Search the listing below for the word "move" and copy each line that holds it.

======== Material shown ========

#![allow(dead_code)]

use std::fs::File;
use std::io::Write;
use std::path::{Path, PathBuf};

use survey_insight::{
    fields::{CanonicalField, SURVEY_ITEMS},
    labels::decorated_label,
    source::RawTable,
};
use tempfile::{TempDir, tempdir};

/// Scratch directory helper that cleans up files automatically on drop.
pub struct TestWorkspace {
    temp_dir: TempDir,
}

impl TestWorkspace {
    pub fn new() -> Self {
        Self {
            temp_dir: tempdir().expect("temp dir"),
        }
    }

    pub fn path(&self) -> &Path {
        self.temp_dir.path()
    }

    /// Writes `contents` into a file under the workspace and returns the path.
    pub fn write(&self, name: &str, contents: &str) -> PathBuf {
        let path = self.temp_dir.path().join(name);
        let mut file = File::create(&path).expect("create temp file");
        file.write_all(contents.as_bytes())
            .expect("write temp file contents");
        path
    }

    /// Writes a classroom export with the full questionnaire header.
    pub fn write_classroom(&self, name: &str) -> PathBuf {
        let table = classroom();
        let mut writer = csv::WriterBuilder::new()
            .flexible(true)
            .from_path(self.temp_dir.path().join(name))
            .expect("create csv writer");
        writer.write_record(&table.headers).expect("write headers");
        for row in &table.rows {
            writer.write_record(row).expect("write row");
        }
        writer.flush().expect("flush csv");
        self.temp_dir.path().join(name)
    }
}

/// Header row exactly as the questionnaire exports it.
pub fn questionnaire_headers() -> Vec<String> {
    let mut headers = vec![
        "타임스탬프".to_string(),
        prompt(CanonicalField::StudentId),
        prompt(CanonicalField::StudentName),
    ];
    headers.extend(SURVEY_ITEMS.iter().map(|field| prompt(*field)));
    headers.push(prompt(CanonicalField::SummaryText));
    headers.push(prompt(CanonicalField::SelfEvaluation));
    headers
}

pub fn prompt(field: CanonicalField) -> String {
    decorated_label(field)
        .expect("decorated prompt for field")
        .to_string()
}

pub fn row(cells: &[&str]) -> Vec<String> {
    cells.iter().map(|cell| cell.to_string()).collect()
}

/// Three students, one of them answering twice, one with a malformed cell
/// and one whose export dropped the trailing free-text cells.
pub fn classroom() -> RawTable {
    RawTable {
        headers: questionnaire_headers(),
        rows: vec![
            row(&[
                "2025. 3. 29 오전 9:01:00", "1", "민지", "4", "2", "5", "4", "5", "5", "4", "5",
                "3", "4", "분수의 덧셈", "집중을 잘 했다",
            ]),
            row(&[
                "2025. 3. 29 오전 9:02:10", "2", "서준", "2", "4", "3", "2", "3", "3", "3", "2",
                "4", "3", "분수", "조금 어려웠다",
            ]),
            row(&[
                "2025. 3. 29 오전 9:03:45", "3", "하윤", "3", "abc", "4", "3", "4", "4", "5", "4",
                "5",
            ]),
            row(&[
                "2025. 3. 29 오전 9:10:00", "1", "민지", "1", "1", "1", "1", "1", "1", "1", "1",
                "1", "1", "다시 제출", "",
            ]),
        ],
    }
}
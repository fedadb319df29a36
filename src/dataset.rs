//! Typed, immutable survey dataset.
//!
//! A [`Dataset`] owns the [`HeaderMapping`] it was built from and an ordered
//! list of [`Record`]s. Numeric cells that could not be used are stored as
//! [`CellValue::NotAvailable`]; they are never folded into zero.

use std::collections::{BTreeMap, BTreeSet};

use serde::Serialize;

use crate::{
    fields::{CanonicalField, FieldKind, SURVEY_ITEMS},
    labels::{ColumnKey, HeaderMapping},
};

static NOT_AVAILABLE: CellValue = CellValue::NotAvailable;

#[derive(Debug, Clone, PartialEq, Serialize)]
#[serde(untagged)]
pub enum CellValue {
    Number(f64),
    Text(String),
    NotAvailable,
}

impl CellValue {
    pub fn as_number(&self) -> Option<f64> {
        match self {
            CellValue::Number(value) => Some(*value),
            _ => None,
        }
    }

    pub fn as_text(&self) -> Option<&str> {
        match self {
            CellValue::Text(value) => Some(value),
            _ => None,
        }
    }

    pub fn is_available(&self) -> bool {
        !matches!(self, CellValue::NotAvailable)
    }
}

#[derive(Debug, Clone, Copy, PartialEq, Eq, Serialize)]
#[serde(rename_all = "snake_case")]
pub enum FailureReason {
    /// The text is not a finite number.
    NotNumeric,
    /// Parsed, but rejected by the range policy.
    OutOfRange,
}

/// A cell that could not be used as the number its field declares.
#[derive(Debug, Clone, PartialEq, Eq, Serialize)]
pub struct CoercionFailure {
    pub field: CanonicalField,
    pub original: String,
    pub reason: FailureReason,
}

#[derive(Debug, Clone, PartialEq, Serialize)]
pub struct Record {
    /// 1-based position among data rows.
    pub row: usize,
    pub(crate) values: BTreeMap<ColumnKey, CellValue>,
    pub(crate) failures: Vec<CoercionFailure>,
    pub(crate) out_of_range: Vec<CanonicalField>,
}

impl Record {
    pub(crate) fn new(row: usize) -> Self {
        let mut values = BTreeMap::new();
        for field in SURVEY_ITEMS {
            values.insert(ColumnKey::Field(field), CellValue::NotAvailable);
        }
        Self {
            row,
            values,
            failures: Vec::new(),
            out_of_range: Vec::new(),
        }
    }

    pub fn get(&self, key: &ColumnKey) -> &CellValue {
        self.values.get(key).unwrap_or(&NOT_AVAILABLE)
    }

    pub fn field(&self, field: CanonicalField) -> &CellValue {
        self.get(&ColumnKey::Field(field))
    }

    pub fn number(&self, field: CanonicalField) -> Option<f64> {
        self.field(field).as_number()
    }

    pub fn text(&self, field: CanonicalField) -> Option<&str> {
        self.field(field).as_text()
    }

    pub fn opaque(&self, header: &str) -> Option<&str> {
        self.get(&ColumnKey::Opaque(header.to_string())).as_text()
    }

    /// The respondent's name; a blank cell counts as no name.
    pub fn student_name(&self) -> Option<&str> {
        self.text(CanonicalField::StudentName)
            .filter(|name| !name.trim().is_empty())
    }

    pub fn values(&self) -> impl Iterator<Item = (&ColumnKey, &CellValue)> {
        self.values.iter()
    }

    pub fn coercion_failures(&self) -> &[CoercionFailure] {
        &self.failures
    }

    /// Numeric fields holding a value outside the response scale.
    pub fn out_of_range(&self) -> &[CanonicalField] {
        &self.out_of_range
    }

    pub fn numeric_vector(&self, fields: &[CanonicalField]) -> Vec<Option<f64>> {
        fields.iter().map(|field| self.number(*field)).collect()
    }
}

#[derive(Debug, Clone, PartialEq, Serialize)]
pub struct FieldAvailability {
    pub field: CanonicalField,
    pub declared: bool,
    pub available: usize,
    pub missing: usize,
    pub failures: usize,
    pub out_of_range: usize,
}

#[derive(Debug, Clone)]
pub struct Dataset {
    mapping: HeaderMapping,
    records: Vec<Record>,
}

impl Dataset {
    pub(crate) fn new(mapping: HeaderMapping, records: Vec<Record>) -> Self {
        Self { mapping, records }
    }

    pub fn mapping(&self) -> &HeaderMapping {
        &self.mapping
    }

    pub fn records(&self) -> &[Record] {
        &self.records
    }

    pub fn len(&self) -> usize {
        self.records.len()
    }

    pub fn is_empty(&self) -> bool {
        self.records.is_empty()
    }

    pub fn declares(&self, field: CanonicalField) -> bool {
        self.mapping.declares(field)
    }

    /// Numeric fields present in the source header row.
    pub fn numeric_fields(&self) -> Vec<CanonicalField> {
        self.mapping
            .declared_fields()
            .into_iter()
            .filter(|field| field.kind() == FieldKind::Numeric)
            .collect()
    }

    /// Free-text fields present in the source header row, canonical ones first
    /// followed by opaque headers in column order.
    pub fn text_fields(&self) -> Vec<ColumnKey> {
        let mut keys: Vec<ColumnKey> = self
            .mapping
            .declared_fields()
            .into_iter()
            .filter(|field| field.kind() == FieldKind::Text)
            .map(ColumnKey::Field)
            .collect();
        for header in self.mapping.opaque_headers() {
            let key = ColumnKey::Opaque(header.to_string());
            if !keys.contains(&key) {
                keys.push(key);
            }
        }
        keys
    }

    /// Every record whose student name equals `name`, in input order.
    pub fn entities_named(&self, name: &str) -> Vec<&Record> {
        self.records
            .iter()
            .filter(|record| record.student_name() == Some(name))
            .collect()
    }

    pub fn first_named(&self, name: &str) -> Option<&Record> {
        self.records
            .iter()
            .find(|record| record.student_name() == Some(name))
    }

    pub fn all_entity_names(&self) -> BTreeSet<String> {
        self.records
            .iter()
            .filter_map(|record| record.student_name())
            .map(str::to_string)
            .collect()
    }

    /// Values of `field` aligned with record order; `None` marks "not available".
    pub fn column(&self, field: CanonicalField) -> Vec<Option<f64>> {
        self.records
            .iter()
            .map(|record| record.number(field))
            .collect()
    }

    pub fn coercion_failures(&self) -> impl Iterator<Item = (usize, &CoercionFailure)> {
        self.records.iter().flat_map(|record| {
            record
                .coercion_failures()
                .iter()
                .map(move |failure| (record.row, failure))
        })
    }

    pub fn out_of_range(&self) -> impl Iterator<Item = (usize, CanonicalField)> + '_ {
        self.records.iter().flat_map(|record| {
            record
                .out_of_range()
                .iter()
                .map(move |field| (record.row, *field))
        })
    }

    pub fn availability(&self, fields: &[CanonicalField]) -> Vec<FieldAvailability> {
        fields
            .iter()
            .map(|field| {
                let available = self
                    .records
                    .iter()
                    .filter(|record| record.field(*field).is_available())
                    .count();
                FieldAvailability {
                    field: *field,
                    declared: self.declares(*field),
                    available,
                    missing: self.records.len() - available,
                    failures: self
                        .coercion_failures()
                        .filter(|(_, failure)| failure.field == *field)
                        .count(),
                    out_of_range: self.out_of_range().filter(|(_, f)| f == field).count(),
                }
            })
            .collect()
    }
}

========

Task response:
                .map(move |failure| (record.row, failure))
                .map(move |field| (record.row, *field))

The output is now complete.